__WHAT YOU ARE ASKED TO DO__
When the string "enum" is part of a line in the data below, report the whole line.

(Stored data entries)

//! # APS Calculation Engine
//!
//! 物料可用性判定引擎：需求/供應剖面、配置計劃、最小位移匹配與
//! 判定主流程

pub mod allocation;
pub mod backward;
pub mod demand_profile;
pub mod matching;
pub mod resolution;
pub mod supply_profile;

// Re-export 主要類型
pub use allocation::{AllocationPlanner, MaterialAllocationPlan};
pub use backward::BackwardCalculator;
pub use demand_profile::{Allocation, AllocationSource, DemandNode, MaterialDemandProfile};
pub use matching::ShiftCalculator;
pub use resolution::{resolve_scenarios, MaterialResolver, ScenarioJob};
pub use supply_profile::{SupplyNode, SupplyProfile, SupplySource};

use aps_core::{Timestamp, WarehouseId};
use rust_decimal::Decimal;

/// 缺料記錄：非約束需求接受的供應缺口
#[derive(Debug, Clone)]
pub struct MaterialShortage {
    /// 物料ID
    pub item_id: String,

    /// 缺料歸屬倉庫（None 表示對所有倉庫記錄）
    pub warehouse_id: Option<WarehouseId>,

    /// 缺口數量
    pub qty: Decimal,

    /// 記錄時間
    pub at: Timestamp,
}

/// 物料可用性判定結果
///
/// 可行性結果是一般的資料值而非錯誤：排程驅動端據此決定
/// 繼續排程、接受缺料或延後重試。
#[derive(Debug, Clone)]
pub enum FindMaterialResult {
    /// 全部需求已滿足（可能含接受的缺料）
    Satisfied {
        /// 各需求的需求剖面（含配置記錄）
        profiles: Vec<MaterialDemandProfile>,

        /// 接受的缺料
        shortages: Vec<MaterialShortage>,
    },

    /// 第一個無法滿足的需求；呼叫端不早於 `retry_date` 重試整個活動
    Deferred {
        /// 無法滿足的物料
        item_id: String,

        /// 需求釘選的倉庫
        warehouse_id: Option<WarehouseId>,

        /// 最早可能可行的重試時間（None 表示目前無可計算的重試點）
        retry_date: Option<Timestamp>,
    },
}

impl FindMaterialResult {
    /// 是否全部滿足
    pub fn is_satisfied(&self) -> bool {
        matches!(self, FindMaterialResult::Satisfied { .. })
    }

    /// 重試時間（僅延後結果有值）
    pub fn retry_date(&self) -> Option<Timestamp> {
        match self {
            FindMaterialResult::Deferred { retry_date, .. } => *retry_date,
            FindMaterialResult::Satisfied { .. } => None,
        }
    }
}

/// 合併兩個重試時間候選：取非空者的最小值
///
/// 連接器與物料是彼此獨立的阻擋約束，較近者決定重試時間。
pub fn merge_retry(a: Option<Timestamp>, b: Option<Timestamp>) -> Option<Timestamp> {
    match (a, b) {
        (Some(x), Some(y)) => Some(x.min(y)),
        (Some(x), None) => Some(x),
        (None, y) => y,
    }
}

#[cfg(test)]
mod tests {
    use super::*;
    use chrono::NaiveDate;

    fn ts(day: u32) -> Timestamp {
        NaiveDate::from_ymd_opt(2025, 11, day)
            .unwrap()
            .and_hms_opt(0, 0, 0)
            .unwrap()
    }

    #[test]
    fn test_merge_retry() {
        assert_eq!(merge_retry(None, None), None);
        assert_eq!(merge_retry(Some(ts(5)), None), Some(ts(5)));
        assert_eq!(merge_retry(None, Some(ts(3))), Some(ts(3)));
        assert_eq!(merge_retry(Some(ts(5)), Some(ts(3))), Some(ts(3)));
    }
}
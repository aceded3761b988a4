//! 倉儲模型
//!
//! 倉庫、儲區、物料儲位，以及資源與儲區之間的流量約束（儲區連接器）。

use rust_decimal::Decimal;
use serde::{Deserialize, Serialize};

use crate::ids::{ConnectorId, ResourceId, StorageAreaId, Timestamp, WarehouseId};

/// 倉庫
#[derive(Debug, Clone, Serialize, Deserialize)]
pub struct Warehouse {
    /// 倉庫ID
    pub id: WarehouseId,

    /// 外部識別碼
    pub external_id: String,

    /// 名稱
    pub name: String,
}

impl Warehouse {
    /// 創建新的倉庫
    pub fn new(id: WarehouseId, external_id: String) -> Self {
        Self {
            id,
            name: external_id.clone(),
            external_id,
        }
    }

    /// 建構器模式：設置名稱
    pub fn with_name(mut self, name: String) -> Self {
        self.name = name;
        self
    }
}

/// 儲區
#[derive(Debug, Clone, Serialize, Deserialize)]
pub struct StorageArea {
    /// 儲區ID
    pub id: StorageAreaId,

    /// 外部識別碼
    pub external_id: String,

    /// 所屬倉庫
    pub warehouse_id: WarehouseId,

    /// 綁定資源（設定後自此儲區轉出需檢查資源產能）
    pub resource_id: Option<ResourceId>,

    /// 單次轉出量上限
    pub max_outflow_qty: Option<Decimal>,
}

impl StorageArea {
    /// 創建新的儲區
    pub fn new(id: StorageAreaId, external_id: String, warehouse_id: WarehouseId) -> Self {
        Self {
            id,
            external_id,
            warehouse_id,
            resource_id: None,
            max_outflow_qty: None,
        }
    }

    /// 建構器模式：綁定資源
    pub fn with_resource(mut self, resource_id: ResourceId) -> Self {
        self.resource_id = Some(resource_id);
        self
    }

    /// 建構器模式：設置單次轉出量上限
    pub fn with_max_outflow(mut self, qty: Decimal) -> Self {
        self.max_outflow_qty = Some(qty);
        self
    }

    /// 檢查轉出量是否在上限內
    pub fn admits_outflow(&self, qty: Decimal) -> bool {
        match self.max_outflow_qty {
            Some(limit) => qty <= limit,
            None => true,
        }
    }
}

/// 物料儲位：一個儲區可存放一種物料的宣告
#[derive(Debug, Clone, Serialize, Deserialize)]
pub struct ItemStorage {
    /// 儲區ID
    pub storage_area_id: StorageAreaId,

    /// 物料ID
    pub item_id: String,
}

impl ItemStorage {
    /// 創建新的物料儲位
    pub fn new(storage_area_id: StorageAreaId, item_id: String) -> Self {
        Self {
            storage_area_id,
            item_id,
        }
    }
}

/// 已承諾的連接器流量區間
#[derive(Debug, Clone, Serialize, Deserialize)]
pub struct FlowUsage {
    /// 區間開始
    pub from: Timestamp,

    /// 區間結束
    pub to: Timestamp,

    /// 流量
    pub qty: Decimal,
}

impl FlowUsage {
    fn overlaps(&self, from: Timestamp, to: Timestamp) -> bool {
        self.from < to && from < self.to
    }
}

/// 儲區連接器
///
/// 資源與儲區之間的有向流量約束：`in_*` 為存入方向（生產資源存入儲區），
/// `out_*` 為取用方向（消耗資源自儲區取料）。空的資源清單表示不限資源。
#[derive(Debug, Clone, Serialize, Deserialize)]
pub struct StorageAreaConnector {
    /// 連接器ID
    pub id: ConnectorId,

    /// 外部識別碼
    pub external_id: String,

    /// 可存入的資源
    pub in_resources: Vec<ResourceId>,

    /// 可取用的資源
    pub out_resources: Vec<ResourceId>,

    /// 存入方向可達的儲區
    pub in_areas: Vec<StorageAreaId>,

    /// 取用方向可達的儲區
    pub out_areas: Vec<StorageAreaId>,

    /// 任一重疊區間內的流量上限（None 表示不限）
    pub flow_limit: Option<Decimal>,

    /// 已承諾的流量
    usage: Vec<FlowUsage>,
}

impl StorageAreaConnector {
    /// 創建新的連接器
    pub fn new(id: ConnectorId, external_id: String) -> Self {
        Self {
            id,
            external_id,
            in_resources: Vec::new(),
            out_resources: Vec::new(),
            in_areas: Vec::new(),
            out_areas: Vec::new(),
            flow_limit: None,
            usage: Vec::new(),
        }
    }

    /// 建構器模式：設置取用方向
    pub fn with_outbound(mut self, resources: Vec<ResourceId>, areas: Vec<StorageAreaId>) -> Self {
        self.out_resources = resources;
        self.out_areas = areas;
        self
    }

    /// 建構器模式：設置存入方向
    pub fn with_inbound(mut self, resources: Vec<ResourceId>, areas: Vec<StorageAreaId>) -> Self {
        self.in_resources = resources;
        self.in_areas = areas;
        self
    }

    /// 建構器模式：設置流量上限
    pub fn with_flow_limit(mut self, limit: Decimal) -> Self {
        self.flow_limit = Some(limit);
        self
    }

    /// 消耗資源是否可經此連接器取料
    pub fn serves_consumer(&self, resource_id: ResourceId) -> bool {
        self.out_resources.is_empty() || self.out_resources.contains(&resource_id)
    }

    /// 生產資源是否可經此連接器存入
    pub fn serves_producer(&self, resource_id: ResourceId) -> bool {
        self.in_resources.is_empty() || self.in_resources.contains(&resource_id)
    }

    /// 已承諾的流量
    pub fn usage(&self) -> &[FlowUsage] {
        &self.usage
    }

    /// 與指定區間重疊的已承諾流量總和
    pub fn committed_in(&self, from: Timestamp, to: Timestamp) -> Decimal {
        self.usage
            .iter()
            .filter(|u| u.overlaps(from, to))
            .map(|u| u.qty)
            .sum()
    }

    /// 指定區間是否可再承諾指定流量
    pub fn admits(&self, from: Timestamp, to: Timestamp, qty: Decimal) -> bool {
        match self.flow_limit {
            Some(limit) => self.committed_in(from, to) + qty <= limit,
            None => true,
        }
    }

    /// 不可承諾時，計算最近的未來可承諾起點
    ///
    /// 流量需求本身超過上限時回傳 None（永遠不可行，而非可重試）。
    pub fn next_admission(&self, from: Timestamp, to: Timestamp, qty: Decimal) -> Option<Timestamp> {
        let limit = self.flow_limit?;
        if qty > limit {
            return None;
        }

        let duration = to - from;
        let mut candidates: Vec<Timestamp> = self
            .usage
            .iter()
            .filter(|u| u.to > from)
            .map(|u| u.to)
            .collect();
        candidates.sort();
        candidates.dedup();

        candidates
            .into_iter()
            .find(|&start| self.admits(start, start + duration, qty))
    }

    /// 承諾流量
    pub fn commit(&mut self, from: Timestamp, to: Timestamp, qty: Decimal) {
        if qty > Decimal::ZERO {
            self.usage.push(FlowUsage { from, to, qty });
        }
    }
}
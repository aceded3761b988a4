//! # APS Core
//!
//! 核心資料模型與類型定義：批次帳、儲區圖、庫存、需求與場景

pub mod activity;
pub mod capacity;
pub mod ids;
pub mod inventory;
pub mod ledger;
pub mod lot;
pub mod requirement;
pub mod scenario;
pub mod storage;

// Re-export 主要類型
pub use activity::Activity;
pub use capacity::{CapacityResult, CapacityScheduler, ReverseCapacityResult, UnconstrainedCapacity};
pub use ids::{
    ConnectorId, InventoryId, LotId, ResourceId, StorageAreaId, Timestamp, WarehouseId,
};
pub use inventory::{Inventory, ReceiptKind, ScheduledReceipt};
pub use ledger::{LinkMode, LotManager};
pub use lot::{Lot, LotAdjustment, LotAdjustmentKind, LotSource, LotStorage, LotStorageProfile, ShelfLife};
pub use requirement::{MaterialRequirement, MaterialUsedTiming};
pub use scenario::{Scenario, ScenarioOptions};
pub use storage::{FlowUsage, ItemStorage, StorageArea, StorageAreaConnector, Warehouse};

use rust_decimal::Decimal;

/// APS 錯誤類型
#[derive(Debug, thiserror::Error)]
pub enum ApsError {
    #[error("找不到倉庫: {0}")]
    WarehouseNotFound(WarehouseId),

    #[error("找不到儲區: {0}")]
    StorageAreaNotFound(StorageAreaId),

    #[error("找不到庫存記錄: 物料 {item_id}, 倉庫 {warehouse_id}")]
    InventoryNotFound {
        item_id: String,
        warehouse_id: WarehouseId,
    },

    #[error("找不到批次: {0}")]
    LotNotFound(LotId),

    #[error("儲區 {storage_area} 仍被批次 {lot} 引用，無法刪除")]
    StorageAreaInUse { lot: String, storage_area: String },

    #[error("批次 {lot} 啟用合格批次限制但未設定批次代碼")]
    EligibleLotCodeMissing { lot: String },

    #[error("分配數量超過可用庫存: 物料 {item_id}, 需要 {requested}, 可用 {available}")]
    AllocationExceedsAvailable {
        item_id: String,
        requested: Decimal,
        available: Decimal,
    },

    #[error("引用解析失敗: {entity} 引用了不存在的 {referenced}")]
    DanglingReference { entity: String, referenced: String },

    #[error("供應總量不足以覆蓋需求，呼叫端必須先以 max_available_qty 預檢")]
    InsufficientSupply,

    #[error("無效的日期: {0}")]
    InvalidDate(String),

    #[error("其他錯誤: {0}")]
    Other(String),
}

impl ApsError {
    /// 穩定錯誤代碼（驗證失敗回報給上層時使用）
    pub fn code(&self) -> &'static str {
        match self {
            ApsError::WarehouseNotFound(_) => "E_WAREHOUSE_NOT_FOUND",
            ApsError::StorageAreaNotFound(_) => "E_STORAGE_AREA_NOT_FOUND",
            ApsError::InventoryNotFound { .. } => "E_INVENTORY_NOT_FOUND",
            ApsError::LotNotFound(_) => "E_LOT_NOT_FOUND",
            ApsError::StorageAreaInUse { .. } => "E_STORAGE_AREA_IN_USE",
            ApsError::EligibleLotCodeMissing { .. } => "E_ELIGIBLE_LOT_CODE_MISSING",
            ApsError::AllocationExceedsAvailable { .. } => "E_ALLOCATION_EXCEEDS_AVAILABLE",
            ApsError::DanglingReference { .. } => "E_DANGLING_REFERENCE",
            ApsError::InsufficientSupply => "E_INSUFFICIENT_SUPPLY",
            ApsError::InvalidDate(_) => "E_INVALID_DATE",
            ApsError::Other(_) => "E_OTHER",
        }
    }
}

pub type Result<T> = std::result::Result<T, ApsError>;

#[cfg(test)]
mod tests {
    use super::*;

    #[test]
    fn test_error_codes_stable() {
        let err = ApsError::StorageAreaInUse {
            lot: "LOT-001".to_string(),
            storage_area: "SA-01".to_string(),
        };
        assert_eq!(err.code(), "E_STORAGE_AREA_IN_USE");

        let msg = err.to_string();
        assert!(msg.contains("LOT-001"));
        assert!(msg.contains("SA-01"));
    }
}
//! 排程場景
//!
//! 場景是一個獨立的可變物件圖：倉儲結構、庫存、批次帳、預計收貨與
//! 模擬時鐘。場景之間不共享可變狀態；場景內的模擬為單一寫入者、
//! 同步執行。所有跨實體引用以ID儲存，`resolve_references` 為載入後
//! 的重建引用檢查。

use chrono::Duration;
use rust_decimal::Decimal;
use serde::{Deserialize, Serialize};
use std::collections::BTreeMap;

use crate::ids::{ConnectorId, InventoryId, ResourceId, StorageAreaId, Timestamp, WarehouseId};
use crate::inventory::{Inventory, ScheduledReceipt};
use crate::ledger::LotManager;
use crate::storage::{ItemStorage, StorageArea, StorageAreaConnector, Warehouse};
use crate::{ApsError, Result};

/// 場景選項
#[derive(Debug, Clone, Serialize, Deserialize)]
pub struct ScenarioOptions {
    /// 是否保留過期物料（false 時過期批次不登錄至儲區）
    pub save_expired_material: bool,

    /// 是否對已優化活動恢復物料約束（恢復時以缺料取代硬性失敗）
    pub restore_material_constraints: bool,

    /// 數量捨入位數（None 表示不捨入）
    pub qty_scale: Option<u32>,

    /// 計劃時界（天）
    pub planning_horizon_days: u32,
}

impl ScenarioOptions {
    /// 建構器模式：設置是否保留過期物料
    pub fn with_save_expired_material(mut self, save: bool) -> Self {
        self.save_expired_material = save;
        self
    }

    /// 建構器模式：設置恢復物料約束
    pub fn with_restore_material_constraints(mut self, restore: bool) -> Self {
        self.restore_material_constraints = restore;
        self
    }

    /// 建構器模式：設置數量捨入位數
    pub fn with_qty_scale(mut self, scale: u32) -> Self {
        self.qty_scale = Some(scale);
        self
    }

    /// 建構器模式：設置計劃時界
    pub fn with_planning_horizon(mut self, days: u32) -> Self {
        self.planning_horizon_days = days;
        self
    }

    /// 依場景捨入規則捨入數量
    pub fn round_qty(&self, qty: Decimal) -> Decimal {
        match self.qty_scale {
            Some(scale) => qty.round_dp(scale),
            None => qty,
        }
    }
}

impl Default for ScenarioOptions {
    fn default() -> Self {
        Self {
            save_expired_material: true,
            restore_material_constraints: false,
            qty_scale: None,
            planning_horizon_days: 90,
        }
    }
}

/// 排程場景
#[derive(Debug, Clone)]
pub struct Scenario {
    /// 模擬時鐘
    pub clock: Timestamp,

    /// 計劃時界結束時間
    pub horizon_end: Timestamp,

    /// 場景選項
    pub options: ScenarioOptions,

    /// 批次帳
    pub lots: LotManager,

    warehouses: BTreeMap<WarehouseId, Warehouse>,
    storage_areas: BTreeMap<StorageAreaId, StorageArea>,
    inventories: BTreeMap<InventoryId, Inventory>,
    connectors: BTreeMap<ConnectorId, StorageAreaConnector>,
    item_storages: Vec<ItemStorage>,
    receipts: Vec<ScheduledReceipt>,
}

impl Scenario {
    /// 創建新的場景
    pub fn new(clock: Timestamp, options: ScenarioOptions) -> Self {
        let horizon_end = clock + Duration::days(i64::from(options.planning_horizon_days));
        Self {
            clock,
            horizon_end,
            options,
            lots: LotManager::new(),
            warehouses: BTreeMap::new(),
            storage_areas: BTreeMap::new(),
            inventories: BTreeMap::new(),
            connectors: BTreeMap::new(),
            item_storages: Vec::new(),
            receipts: Vec::new(),
        }
    }

    /// 時間是否在計劃時界內
    pub fn within_horizon(&self, at: Timestamp) -> bool {
        at <= self.horizon_end
    }

    /// 登錄倉庫
    pub fn add_warehouse(&mut self, warehouse: Warehouse) {
        self.warehouses.insert(warehouse.id, warehouse);
    }

    /// 登錄儲區
    pub fn add_storage_area(&mut self, area: StorageArea) {
        self.storage_areas.insert(area.id, area);
    }

    /// 登錄庫存記錄
    pub fn add_inventory(&mut self, inventory: Inventory) {
        self.inventories.insert(inventory.id, inventory);
    }

    /// 登錄連接器
    pub fn add_connector(&mut self, connector: StorageAreaConnector) {
        self.connectors.insert(connector.id, connector);
    }

    /// 登錄物料儲位
    pub fn add_item_storage(&mut self, item_storage: ItemStorage) {
        self.item_storages.push(item_storage);
    }

    /// 登錄預計收貨
    pub fn add_receipt(&mut self, receipt: ScheduledReceipt) {
        self.receipts.push(receipt);
    }

    /// 查找倉庫
    pub fn warehouse(&self, id: WarehouseId) -> Option<&Warehouse> {
        self.warehouses.get(&id)
    }

    /// 查找儲區
    pub fn storage_area(&self, id: StorageAreaId) -> Option<&StorageArea> {
        self.storage_areas.get(&id)
    }

    /// 查找庫存記錄
    pub fn inventory(&self, id: InventoryId) -> Option<&Inventory> {
        self.inventories.get(&id)
    }

    /// 查找庫存記錄（可變）
    pub fn inventory_mut(&mut self, id: InventoryId) -> Option<&mut Inventory> {
        self.inventories.get_mut(&id)
    }

    /// 查找連接器
    pub fn connector(&self, id: ConnectorId) -> Option<&StorageAreaConnector> {
        self.connectors.get(&id)
    }

    /// 查找連接器（可變）
    pub fn connector_mut(&mut self, id: ConnectorId) -> Option<&mut StorageAreaConnector> {
        self.connectors.get_mut(&id)
    }

    /// 查找物料在指定倉庫的庫存記錄
    pub fn inventory_for_item(&self, item_id: &str, warehouse_id: WarehouseId) -> Option<&Inventory> {
        self.inventories
            .values()
            .find(|inv| inv.item_id == item_id && inv.warehouse_id == warehouse_id)
    }

    /// 物料在所有倉庫的庫存記錄（依提前期遞增排序）
    pub fn inventories_for_item(&self, item_id: &str) -> Vec<&Inventory> {
        let mut result: Vec<&Inventory> = self
            .inventories
            .values()
            .filter(|inv| inv.item_id == item_id)
            .collect();
        result.sort_by_key(|inv| (inv.lead_time_days, inv.id));
        result
    }

    /// 指定倉庫的所有儲區（依ID排序）
    pub fn areas_in_warehouse(&self, warehouse_id: WarehouseId) -> Vec<&StorageArea> {
        self.storage_areas
            .values()
            .filter(|area| area.warehouse_id == warehouse_id)
            .collect()
    }

    /// 消耗資源可用的連接器（依ID排序）
    pub fn connectors_for_consumer(&self, resource_id: ResourceId) -> Vec<&StorageAreaConnector> {
        self.connectors
            .values()
            .filter(|conn| conn.serves_consumer(resource_id))
            .collect()
    }

    /// 儲區是否可存放指定物料
    pub fn area_stores_item(&self, storage_area_id: StorageAreaId, item_id: &str) -> bool {
        self.item_storages
            .iter()
            .any(|s| s.storage_area_id == storage_area_id && s.item_id == item_id)
    }

    /// 可存放指定物料的倉庫（依ID排序）
    pub fn warehouses_storing_item(&self, item_id: &str) -> Vec<WarehouseId> {
        let mut result: Vec<WarehouseId> = self
            .item_storages
            .iter()
            .filter(|s| s.item_id == item_id)
            .filter_map(|s| self.storage_areas.get(&s.storage_area_id))
            .map(|area| area.warehouse_id)
            .collect();
        result.sort();
        result.dedup();
        result
    }

    /// 指定庫存記錄的預計收貨
    pub fn receipts_for(&self, inventory_id: InventoryId) -> impl Iterator<Item = &ScheduledReceipt> {
        self.receipts
            .iter()
            .filter(move |r| r.inventory_id == inventory_id)
    }

    /// 刪除儲區
    ///
    /// 儲區仍被任一批次分佈引用時拒絕刪除並回報驗證失敗。
    pub fn delete_storage_area(&mut self, id: StorageAreaId) -> Result<()> {
        let area = self
            .storage_areas
            .get(&id)
            .ok_or(ApsError::StorageAreaNotFound(id))?;
        self.lots.validate_storage_area_delete(area)?;

        self.storage_areas.remove(&id);
        self.item_storages.retain(|s| s.storage_area_id != id);
        Ok(())
    }

    /// 載入後的重建引用檢查：所有跨實體ID必須可解析
    pub fn resolve_references(&self) -> Result<()> {
        for area in self.storage_areas.values() {
            if !self.warehouses.contains_key(&area.warehouse_id) {
                return Err(ApsError::DanglingReference {
                    entity: format!("儲區 {}", area.external_id),
                    referenced: format!("倉庫 {}", area.warehouse_id),
                });
            }
        }

        for inv in self.inventories.values() {
            if !self.warehouses.contains_key(&inv.warehouse_id) {
                return Err(ApsError::DanglingReference {
                    entity: format!("庫存 {}", inv.item_id),
                    referenced: format!("倉庫 {}", inv.warehouse_id),
                });
            }
        }

        for item_storage in &self.item_storages {
            if !self.storage_areas.contains_key(&item_storage.storage_area_id) {
                return Err(ApsError::DanglingReference {
                    entity: format!("物料儲位 {}", item_storage.item_id),
                    referenced: format!("儲區 {}", item_storage.storage_area_id),
                });
            }
        }

        for conn in self.connectors.values() {
            for area_id in conn.in_areas.iter().chain(conn.out_areas.iter()) {
                if !self.storage_areas.contains_key(area_id) {
                    return Err(ApsError::DanglingReference {
                        entity: format!("連接器 {}", conn.external_id),
                        referenced: format!("儲區 {}", area_id),
                    });
                }
            }
        }

        for lot in self.lots.lots() {
            if !self.inventories.contains_key(&lot.inventory_id) {
                return Err(ApsError::DanglingReference {
                    entity: format!("批次 {}", lot.external_id),
                    referenced: format!("庫存 {}", lot.inventory_id),
                });
            }
            for entry in lot.storages().entries() {
                if !self.storage_areas.contains_key(&entry.storage_area_id) {
                    return Err(ApsError::DanglingReference {
                        entity: format!("批次 {}", lot.external_id),
                        referenced: format!("儲區 {}", entry.storage_area_id),
                    });
                }
            }
        }

        for receipt in &self.receipts {
            if !self.inventories.contains_key(&receipt.inventory_id) {
                return Err(ApsError::DanglingReference {
                    entity: format!("預計收貨 {}", receipt.id),
                    referenced: format!("庫存 {}", receipt.inventory_id),
                });
            }
            if !self.storage_areas.contains_key(&receipt.storage_area_id) {
                return Err(ApsError::DanglingReference {
                    entity: format!("預計收貨 {}", receipt.id),
                    referenced: format!("儲區 {}", receipt.storage_area_id),
                });
            }
        }

        Ok(())
    }
}
//! 庫存模型

use rust_decimal::Decimal;
use serde::{Deserialize, Serialize};
use uuid::Uuid;

use crate::ids::{InventoryId, StorageAreaId, Timestamp, WarehouseId};
use crate::{ApsError, Result};

/// 庫存記錄：一個物料在一個倉庫的庫存位置
#[derive(Debug, Clone, Serialize, Deserialize)]
pub struct Inventory {
    /// 庫存記錄ID
    pub id: InventoryId,

    /// 物料ID
    pub item_id: String,

    /// 所屬倉庫
    pub warehouse_id: WarehouseId,

    /// 提前期（天）：無約束的未來供應在此延遲後視為可得
    pub lead_time_days: u32,

    /// 現有庫存
    pub on_hand_qty: Decimal,

    /// 安全庫存
    pub safety_stock: Decimal,

    /// 已分配數量（鎖定）
    pub allocated_qty: Decimal,

    /// 可用庫存（現有 - 已分配）
    pub available_qty: Decimal,
}

impl Inventory {
    /// 創建新的庫存記錄
    pub fn new(id: InventoryId, item_id: String, warehouse_id: WarehouseId) -> Self {
        Self {
            id,
            item_id,
            warehouse_id,
            lead_time_days: 0,
            on_hand_qty: Decimal::ZERO,
            safety_stock: Decimal::ZERO,
            allocated_qty: Decimal::ZERO,
            available_qty: Decimal::ZERO,
        }
    }

    /// 建構器模式：設置提前期
    pub fn with_lead_time_days(mut self, days: u32) -> Self {
        self.lead_time_days = days;
        self
    }

    /// 建構器模式：設置現有庫存
    pub fn with_on_hand_qty(mut self, qty: Decimal) -> Self {
        self.on_hand_qty = qty;
        self.available_qty = qty - self.allocated_qty;
        self
    }

    /// 建構器模式：設置安全庫存
    pub fn with_safety_stock(mut self, qty: Decimal) -> Self {
        self.safety_stock = qty;
        self
    }

    /// 提前期時距
    pub fn lead_time(&self) -> chrono::Duration {
        chrono::Duration::days(i64::from(self.lead_time_days))
    }

    /// 計算可用庫存
    pub fn calculate_available(&mut self) {
        self.available_qty = self.on_hand_qty - self.allocated_qty;
    }

    /// 檢查庫存是否低於安全庫存
    pub fn is_below_safety_stock(&self) -> bool {
        self.available_qty < self.safety_stock
    }

    /// 分配庫存
    pub fn allocate(&mut self, quantity: Decimal) -> Result<()> {
        if quantity > self.available_qty {
            return Err(ApsError::AllocationExceedsAvailable {
                item_id: self.item_id.clone(),
                requested: quantity,
                available: self.available_qty,
            });
        }
        self.allocated_qty += quantity;
        self.calculate_available();
        Ok(())
    }

    /// 釋放已分配的庫存
    pub fn deallocate(&mut self, quantity: Decimal) -> Result<()> {
        if quantity > self.allocated_qty {
            return Err(ApsError::AllocationExceedsAvailable {
                item_id: self.item_id.clone(),
                requested: quantity,
                available: self.allocated_qty,
            });
        }
        self.allocated_qty -= quantity;
        self.calculate_available();
        Ok(())
    }
}

/// 預計收貨類型
#[derive(Debug, Clone, Copy, PartialEq, Eq, Serialize, Deserialize)]
pub enum ReceiptKind {
    /// 採購到貨
    Purchase,
    /// 調撥在途
    Transfer,
    /// 已排程的生產完工
    Production,
}

/// 預計收貨：已在排程上的未來供應事件
#[derive(Debug, Clone, Serialize, Deserialize)]
pub struct ScheduledReceipt {
    /// 收貨ID
    pub id: Uuid,

    /// 目標庫存記錄
    pub inventory_id: InventoryId,

    /// 入庫儲區
    pub storage_area_id: StorageAreaId,

    /// 可用時間
    pub available_at: Timestamp,

    /// 數量
    pub qty: Decimal,

    /// 收貨類型
    pub kind: ReceiptKind,
}

impl ScheduledReceipt {
    /// 創建新的預計收貨
    pub fn new(
        inventory_id: InventoryId,
        storage_area_id: StorageAreaId,
        available_at: Timestamp,
        qty: Decimal,
        kind: ReceiptKind,
    ) -> Self {
        Self {
            id: Uuid::new_v4(),
            inventory_id,
            storage_area_id,
            available_at,
            qty,
            kind,
        }
    }
}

__PROBLEM SOLUTION__
pub enum FindMaterialResult {
pub enum ApsError {
pub enum ReceiptKind {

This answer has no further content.